* **YOUR OBJECTIVE**
For this exercise, output the line containing "the output file" and every line after it through the end of the records, exactly, and no other line.

* **TASK INPUTS**
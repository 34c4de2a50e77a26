//! Report runner
//!
//! Discovers result files in a directory, parses each one into suites,
//! and writes the JUnit document.

use std::path::{Path, PathBuf};

use crate::error::ReportError;
use crate::junit;
use crate::parser::{parse_line, ParsedLine, SummaryLine};
use crate::suite::{SuiteSet, TestCaseRecord};

/// Configuration for the reporter
#[derive(Debug, Clone)]
pub struct ReportConfig {
    /// Directory containing result files (not searched recursively)
    pub dir: PathBuf,
    /// Where the JUnit XML is written
    pub output: PathBuf,
    /// Prefix for file references in human-readable listings
    pub root_path: Option<String>,
    /// Substring a file name must contain to count as a result file
    pub pattern: String,
}

impl Default for ReportConfig {
    fn default() -> Self {
        Self {
            dir: PathBuf::from("./"),
            output: PathBuf::from("result.xml"),
            root_path: None,
            pattern: ".test".into(),
        }
    }
}

/// Summary line found in one result file
#[derive(Debug, Clone, PartialEq, Eq)]
pub struct FileSummary {
    pub file: String,
    pub summary: SummaryLine,
}

/// Result of a reporting run
#[derive(Debug)]
pub struct RunReport {
    /// Parsed suites, one per result file
    pub suites: SuiteSet,
    /// Summary lines as printed by the test binaries
    pub summaries: Vec<FileSummary>,
    /// Result files that were read
    pub files: Vec<PathBuf>,
    /// Path the XML was written to
    pub output: PathBuf,
    /// Prefix for file references in listings
    pub root_path: Option<String>,
}

impl RunReport {
    /// Totals printed by the test binaries (informational)
    pub fn reported_totals(&self) -> SummaryLine {
        self.summaries.iter().fold(SummaryLine::default(), |acc, s| SummaryLine {
            tests: acc.tests + s.summary.tests,
            failures: acc.failures + s.summary.failures,
            ignored: acc.ignored + s.summary.ignored,
        })
    }

    /// `<root><file>:<line>:<name>:: <message>` for every failed case
    pub fn failure_listing(&self) -> Vec<String> {
        self.listing(TestCaseRecord::is_failure)
    }

    /// Same as [`failure_listing`](Self::failure_listing) for ignored cases
    pub fn ignore_listing(&self) -> Vec<String> {
        self.listing(TestCaseRecord::is_skipped)
    }

    fn listing(&self, pick: fn(&TestCaseRecord) -> bool) -> Vec<String> {
        let root = self.root_path.as_deref().unwrap_or("");
        self.suites
            .iter()
            .flat_map(|suite| suite.cases.iter())
            .filter(|case| pick(case))
            .map(|case| {
                format!(
                    "{}{}:{}:{}:: {}",
                    root,
                    case.file,
                    case.line,
                    case.name,
                    case.message().unwrap_or("").trim(),
                )
            })
            .collect()
    }

    /// Format a summary line
    pub fn summary(&self) -> String {
        format!(
            "{} tests, {} failures, {} ignored in {} suite(s) -> {}",
            self.suites.tests(),
            self.suites.failures(),
            self.suites.skipped(),
            self.suites.len(),
            self.output.display(),
        )
    }
}

/// Suite key for a result file: the path as given, with `/` separators
pub fn suite_key(path: &Path) -> String {
    path.to_string_lossy().replace('\\', "/")
}

/// The reporter
pub struct Reporter {
    config: ReportConfig,
}

impl Reporter {
    pub fn new(config: ReportConfig) -> Self {
        Self { config }
    }

    /// Discover result files directly inside the configured directory
    pub fn discover(&self) -> Result<Vec<PathBuf>, ReportError> {
        let dir = &self.config.dir;
        let entries = std::fs::read_dir(dir).map_err(|e| ReportError::io(dir, e))?;

        let mut files = Vec::new();
        for entry in entries {
            let entry = entry.map_err(|e| ReportError::io(dir, e))?;
            let path = entry.path();
            if path.is_file() && self.is_result_file(&path) {
                files.push(path);
            }
        }

        if files.is_empty() {
            return Err(ReportError::no_result_files(dir));
        }

        files.sort();
        tracing::debug!(dir = %dir.display(), count = files.len(), "discovered result files");
        Ok(files)
    }

    fn is_result_file(&self, path: &Path) -> bool {
        path.file_name()
            .and_then(|n| n.to_str())
            .map_or(false, |name| {
                // glob-style: hidden files never match
                !name.starts_with('.') && name.contains(self.config.pattern.as_str())
            })
    }

    /// Parse one result file, appending its cases to `suites`.
    ///
    /// Returns the summary lines found in the file. An empty file is an error.
    pub fn parse_file(
        &self,
        path: &Path,
        suites: &mut SuiteSet,
    ) -> Result<Vec<SummaryLine>, ReportError> {
        let content = std::fs::read_to_string(path).map_err(|e| ReportError::io(path, e))?;
        if content.is_empty() {
            return Err(ReportError::empty_result_file(path));
        }

        let key = suite_key(path);
        Ok(parse_content(&content, &key, suites))
    }

    /// Parse every file in order into a fresh suite set.
    pub fn collect(&self, files: &[PathBuf]) -> Result<(SuiteSet, Vec<FileSummary>), ReportError> {
        let mut suites = SuiteSet::new();
        let mut summaries = Vec::new();

        for file in files {
            let key = suite_key(file);
            let before = suites.get(&key).map_or(0, |s| s.tests());
            let found = self.parse_file(file, &mut suites)?;
            let parsed = suites.get(&key).map_or(0, |s| s.tests()) - before;

            for summary in found {
                if summary.tests as usize != parsed {
                    tracing::warn!(
                        file = %key,
                        reported = summary.tests,
                        parsed,
                        "summary line disagrees with parsed test cases"
                    );
                }
                summaries.push(FileSummary {
                    file: key.clone(),
                    summary,
                });
            }
            tracing::debug!(file = %key, cases = parsed, "parsed result file");
        }

        Ok((suites, summaries))
    }

    /// Discover, parse, and write the report
    pub fn run(&self) -> Result<RunReport, ReportError> {
        let files = self.discover()?;
        self.run_files(files)
    }

    /// Parse the given files and write the report
    pub fn run_files(&self, files: Vec<PathBuf>) -> Result<RunReport, ReportError> {
        if files.is_empty() {
            return Err(ReportError::no_result_files(&self.config.dir));
        }

        let (suites, summaries) = self.collect(&files)?;
        junit::write_report(&suites, &self.config.output)?;
        tracing::info!(
            output = %self.config.output.display(),
            suites = suites.len(),
            "wrote JUnit report"
        );

        Ok(RunReport {
            suites,
            summaries,
            files,
            output: self.config.output.clone(),
            root_path: self.config.root_path.clone(),
        })
    }
}

/// Classify every line of `content`, appending case records under `key`.
pub fn parse_content(content: &str, key: &str, suites: &mut SuiteSet) -> Vec<SummaryLine> {
    // Materialize the suite even if no line turns out to be a case
    suites.suite_mut(key);

    let mut summaries = Vec::new();
    for (idx, line) in content.lines().enumerate() {
        match parse_line(line) {
            ParsedLine::Case(case) => {
                suites.push(key, TestCaseRecord::from_line(&case, key));
            }
            ParsedLine::Summary(summary) => summaries.push(summary),
            ParsedLine::End(_) | ParsedLine::Blank | ParsedLine::Separator => {}
            ParsedLine::Unrecognized => {
                tracing::trace!(
                    file = key,
                    line = idx + 1,
                    text = line,
                    "skipping unrecognized line"
                );
            }
        }
    }
    summaries
}

/// Builder API for convenient reporter construction
pub struct ReporterBuilder {
    config: ReportConfig,
}

impl ReporterBuilder {
    /// Start building a reporter for the given directory
    pub fn new(dir: impl Into<PathBuf>) -> Self {
        Self {
            config: ReportConfig {
                dir: dir.into(),
                ..Default::default()
            },
        }
    }

    /// Set the output file
    pub fn output(mut self, output: impl Into<PathBuf>) -> Self {
        self.config.output = output.into();
        self
    }

    /// Set the root path used in listings
    pub fn root_path(mut self, root: impl Into<String>) -> Self {
        self.config.root_path = Some(root.into());
        self
    }

    pub fn build(self) -> Reporter {
        Reporter::new(self.config)
    }

    /// Build and run
    pub fn run(self) -> Result<RunReport, ReportError> {
        self.build().run()
    }
}

/// Convenience function: create a reporter builder for a directory
pub fn report(dir: impl Into<PathBuf>) -> ReporterBuilder {
    ReporterBuilder::new(dir)
}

* **SOLUTION BELOW**
    /// Set the output file
    pub fn output(mut self, output: impl Into<PathBuf>) -> Self {
        self.config.output = output.into();
        self
    }

    /// Set the root path used in listings
    pub fn root_path(mut self, root: impl Into<String>) -> Self {
        self.config.root_path = Some(root.into());
        self
    }

    pub fn build(self) -> Reporter {
        Reporter::new(self.config)
    }

    /// Build and run
    pub fn run(self) -> Result<RunReport, ReportError> {
        self.build().run()
    }
}

/// Convenience function: create a reporter builder for a directory
pub fn report(dir: impl Into<PathBuf>) -> ReporterBuilder {
    ReporterBuilder::new(dir)
}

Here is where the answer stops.